13. We may next refer to the Bench decision of the Allahabad High Court in Mining & Chemical Industries v. Commissioner of Sales Tax [1963] 14 S.T.C. 391 on which learned Counsel for the petitioner placed considerable reliance. In that case a company which was carrying on the business of manufacturing and selling chemicals sold the machinery as the company closed its business on account of loss and debts. It was held that the company was not liable to pay sales tax on the sale price of the machinery. The learned Judges held that the definition of a dealer must be related to the specific commodity in which the business was done by the assessee, and that as the assessee was never engaged in the business of selling that machinery the turnover was not liable to sales tax. The principle that emerges from this decision is that a person cannot be regarded as a dealer in relation to certain goods unless it was his normal course of business to buy and sell such goods. The argument that the machinery was connected with the assessee's business being part of the assets of the business and therefore the sale proceeds thereof would be liable to sales tax, was not accepted. It is true that the sale of the machinery in that case was effected as a result of the winding up of the business. But that does not affect the abovesaid principle laid down in the decision, which supports the contention of the assessee in the instant case.

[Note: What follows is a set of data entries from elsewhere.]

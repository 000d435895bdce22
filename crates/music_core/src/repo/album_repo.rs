//! Album repository contracts and SQLite implementation.
//!
//! # Responsibility
//! - Provide CRUD APIs over the `albums` table.
//! - Decode `release_date` text into calendar dates.
//!
//! # Invariants
//! - Albums always reference an existing band; a missing band surfaces as
//!   `RepoError::NotFound(EntityKind::Band, id)`.
//! - Per-band listing is ordered by release date (undated last), then id.

use crate::model::album::{Album, AlbumId, NewAlbum};
use crate::model::band::BandId;
use crate::repo::{is_foreign_key_violation, EntityKind, RepoError, RepoResult};
use chrono::NaiveDate;
use rusqlite::{params, Connection, Row};

pub(crate) const ALBUM_SELECT_SQL: &str = "SELECT
    albums.id AS id,
    albums.title AS title,
    albums.release_date AS release_date,
    albums.band_id AS band_id
FROM albums";

const RELEASE_DATE_FORMAT: &str = "%Y-%m-%d";

/// Repository interface for album CRUD operations.
pub trait AlbumRepository {
    fn create_album(&self, album: &NewAlbum) -> RepoResult<Album>;
    fn get_album(&self, id: AlbumId) -> RepoResult<Option<Album>>;
    fn list_albums_for_band(&self, band_id: BandId) -> RepoResult<Vec<Album>>;
    /// Replaces title, release date and owning band of an existing album.
    fn update_album(&self, album: &Album) -> RepoResult<()>;
    /// Deletes one album together with its songs.
    fn delete_album(&self, id: AlbumId) -> RepoResult<()>;
}

/// SQLite-backed album repository.
pub struct SqliteAlbumRepository<'conn> {
    conn: &'conn Connection,
}

impl<'conn> SqliteAlbumRepository<'conn> {
    pub fn new(conn: &'conn Connection) -> Self {
        Self { conn }
    }
}

impl AlbumRepository for SqliteAlbumRepository<'_> {
    fn create_album(&self, album: &NewAlbum) -> RepoResult<Album> {
        album.validate()?;

        self.conn
            .execute(
                "INSERT INTO albums (title, release_date, band_id) VALUES (?1, ?2, ?3);",
                params![album.title.as_str(), album.release_date, album.band_id],
            )
            .map_err(|err| missing_band_or(err, album.band_id))?;

        Ok(Album {
            id: self.conn.last_insert_rowid(),
            title: album.title.clone(),
            release_date: album.release_date,
            band_id: album.band_id,
        })
    }

    fn get_album(&self, id: AlbumId) -> RepoResult<Option<Album>> {
        let mut stmt = self
            .conn
            .prepare(&format!("{ALBUM_SELECT_SQL} WHERE albums.id = ?1;"))?;
        let mut rows = stmt.query([id])?;
        if let Some(row) = rows.next()? {
            return Ok(Some(parse_album_row(row)?));
        }
        Ok(None)
    }

    fn list_albums_for_band(&self, band_id: BandId) -> RepoResult<Vec<Album>> {
        let mut stmt = self.conn.prepare(&format!(
            "{ALBUM_SELECT_SQL}
             WHERE albums.band_id = ?1
             ORDER BY albums.release_date IS NULL, albums.release_date ASC, albums.id ASC;"
        ))?;
        let mut rows = stmt.query([band_id])?;
        let mut albums = Vec::new();
        while let Some(row) = rows.next()? {
            albums.push(parse_album_row(row)?);
        }
        Ok(albums)
    }

    fn update_album(&self, album: &Album) -> RepoResult<()> {
        album.validate()?;

        let changed = self
            .conn
            .execute(
                "UPDATE albums
                 SET
                    title = ?1,
                    release_date = ?2,
                    band_id = ?3
                 WHERE id = ?4;",
                params![
                    album.title.as_str(),
                    album.release_date,
                    album.band_id,
                    album.id
                ],
            )
            .map_err(|err| missing_band_or(err, album.band_id))?;

        if changed == 0 {
            return Err(RepoError::NotFound(EntityKind::Album, album.id));
        }
        Ok(())
    }

    fn delete_album(&self, id: AlbumId) -> RepoResult<()> {
        let changed = self
            .conn
            .execute("DELETE FROM albums WHERE id = ?1;", [id])?;
        if changed == 0 {
            return Err(RepoError::NotFound(EntityKind::Album, id));
        }
        Ok(())
    }
}

/// Decodes one row selected with [`ALBUM_SELECT_SQL`] column names.
pub(crate) fn parse_album_row(row: &Row<'_>) -> RepoResult<Album> {
    let album = Album {
        id: row.get("id")?,
        title: row.get("title")?,
        release_date: parse_release_date(row.get("release_date")?)?,
        band_id: row.get("band_id")?,
    };
    album.validate().map_err(|err| {
        RepoError::InvalidData(format!("albums row {} failed validation: {err}", album.id))
    })?;
    Ok(album)
}

pub(crate) fn parse_release_date(value: Option<String>) -> RepoResult<Option<NaiveDate>> {
    match value {
        Some(text) => NaiveDate::parse_from_str(&text, RELEASE_DATE_FORMAT)
            .map(Some)
            .map_err(|_| {
                RepoError::InvalidData(format!(
                    "invalid release date `{text}` in albums.release_date"
                ))
            }),
        None => Ok(None),
    }
}

fn missing_band_or(err: rusqlite::Error, band_id: BandId) -> RepoError {
    if is_foreign_key_violation(&err) {
        RepoError::NotFound(EntityKind::Band, band_id)
    } else {
        err.into()
    }
}

#[cfg(test)]
mod tests {
    use super::parse_release_date;
    use crate::repo::RepoError;
    use chrono::NaiveDate;

    #[test]
    fn parse_release_date_accepts_iso_days_only() {
        assert_eq!(
            parse_release_date(Some("1997-05-21".to_string())).unwrap(),
            NaiveDate::from_ymd_opt(1997, 5, 21)
        );
        assert_eq!(parse_release_date(None).unwrap(), None);

        let err = parse_release_date(Some("1997".to_string())).unwrap_err();
        assert!(matches!(err, RepoError::InvalidData(_)));
    }
}
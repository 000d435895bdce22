use chrono::NaiveDate;
use music_core::db::open_db_in_memory;
use music_core::{
    AlbumRepository, BandRepository, CatalogQueries, CatalogService, EntityKind, NewAlbum,
    NewBand, NewSong, RepoError, SongRepository, SqliteAlbumRepository, SqliteBandRepository,
    SqliteSongRepository,
};
use rusqlite::Connection;

fn seeded() -> (Connection, i64) {
    let conn = open_db_in_memory().unwrap();
    let band_id = {
        let band = SqliteBandRepository::new(&conn)
            .create_band(&NewBand::new("Radiohead"))
            .unwrap();
        let albums = SqliteAlbumRepository::new(&conn);
        let songs = SqliteSongRepository::new(&conn);
        let kid_a = albums
            .create_album(&NewAlbum::new(band.id, "Kid A").released(date(2000, 10, 2)))
            .unwrap();
        let ok_computer = albums
            .create_album(&NewAlbum::new(band.id, "OK Computer").released(date(1997, 5, 21)))
            .unwrap();
        songs
            .create_song(&NewSong::new(kid_a.id, 2, "Kid A", 284.0))
            .unwrap();
        songs
            .create_song(&NewSong::new(kid_a.id, 1, "Everything In Its Right Place", 251.0))
            .unwrap();
        songs
            .create_song(&NewSong::new(ok_computer.id, 1, "Airbag", 284.0))
            .unwrap();
        band.id
    };
    (conn, band_id)
}

#[test]
fn discography_walks_albums_and_tracks_in_order() {
    let (conn, band_id) = seeded();
    let service = CatalogService::sqlite(&conn);

    let discography = service.discography(band_id).unwrap().unwrap();
    let titles: Vec<&str> = discography
        .albums
        .iter()
        .map(|entry| entry.album.title.as_str())
        .collect();
    assert_eq!(titles, vec!["OK Computer", "Kid A"]);
    assert_eq!(discography.song_count(), 3);

    let kid_a = &discography.albums[1];
    assert_eq!(kid_a.songs[0].title, "Everything In Its Right Place");
    assert_eq!(kid_a.total_seconds(), 535.0);

    assert!(service.discography(band_id + 100).unwrap().is_none());
    assert!(service.discography_by_name("Nobody").unwrap().is_none());
}

#[test]
fn retitle_and_redate_album_keep_other_fields() {
    let (conn, band_id) = seeded();
    let service = CatalogService::sqlite(&conn);
    let album_id = service.discography(band_id).unwrap().unwrap().albums[0]
        .album
        .id;

    let retitled = service.retitle_album(album_id, "OK Computer OKNOTOK").unwrap();
    assert_eq!(retitled.release_date, Some(date(1997, 5, 21)));
    assert_eq!(retitled.band_id, band_id);

    let undated = service.redate_album(album_id, None).unwrap();
    assert_eq!(undated.title, "OK Computer OKNOTOK");
    assert_eq!(undated.release_date, None);

    let err = service.retitle_album(album_id, "").unwrap_err();
    assert!(matches!(err, RepoError::Validation(_)));

    let err = service.retitle_album(9_999, "Ghost").unwrap_err();
    assert!(matches!(err, RepoError::NotFound(EntityKind::Album, 9_999)));
}

#[test]
fn remove_band_reports_and_cascades() {
    let (conn, band_id) = seeded();
    let service = CatalogService::sqlite(&conn);

    let removed = service.remove_band(band_id).unwrap();
    assert_eq!(removed.band.name, "Radiohead");
    assert_eq!(removed.albums.len(), 2);
    assert_eq!(removed.song_count(), 3);

    let totals = CatalogQueries::new(&conn).catalog_totals().unwrap();
    assert_eq!((totals.bands, totals.albums, totals.songs), (0, 0, 0));

    let err = service.remove_band(band_id).unwrap_err();
    assert!(matches!(err, RepoError::NotFound(EntityKind::Band, _)));
}

fn date(year: i32, month: u32, day: u32) -> NaiveDate {
    NaiveDate::from_ymd_opt(year, month, day).unwrap()
}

14. Learned Counsel appearing for the State drew our attention to decisions of this Court in Saclak Thamby & Co. v. State of Madras [1963] 14 S.T.C. 753, Fiaz Ahmed & Co. v. State of Madras [1964] 15 S.T.C. 201 and the recent decision of the Supreme Court in Stale of Andhra Pradesh v. Abdul Bakshi & Bros. [1964] 15 S.T.C. 644 dealing with tanners and dealers in hides and skins. In Sadak Thamby & Co. v. State of Madras [1963] 14 S.T.C. 753, the assessees were dealers in tanned hides and skins and they were sought to be assessed to sales tax on the turnover representing the purchase value of the tanning materials which were purchased and used by the assessees in their business. The assessees' contention was that they were not dealers in tanning materials, that the tanning materials were not purchased by them with a view to carry on business or sell them but that they were purchased solely for the purpose of being used in their business for tanning so as to enable them to sell tanned hides and skins. The reasonings contained in this decision show that the learned Judges accepted the test, that, to satisfy the definition of a dealer, the course of business activity of the assessee should be actuated by a profit-making motive, and that that test was amply satisfied in that case as the tanning materials were purchased by the dealer with a view to employ it in his business and thus earn profit while selling tanned hides and skins. The following observations at page 757 contain the principle of the decision:

It seems to us that none of the above decisions deals with the point that we have to deal with in the present case. The assessees are undoubtedly dealers in hides and skins. They purchase the tanning materials for the purpose of tanning raw hides (which also they purchase) and selling the tanned product. It is impossible to say that the purchase of the tanning materials is wholly devoid of profit-making motive. The use of the tanning materials in the tanning process contributes to the making of profit as a dealer and it should therefore follow that even the business of purchasing these tanning materials involves the profit motive. If the existence of the profit motive in entering into the transaction brings the series of transactions within the expression 'in the course of business', there seems to be no room for doubt that the process of buying had the profit motive as a necessary ingredient.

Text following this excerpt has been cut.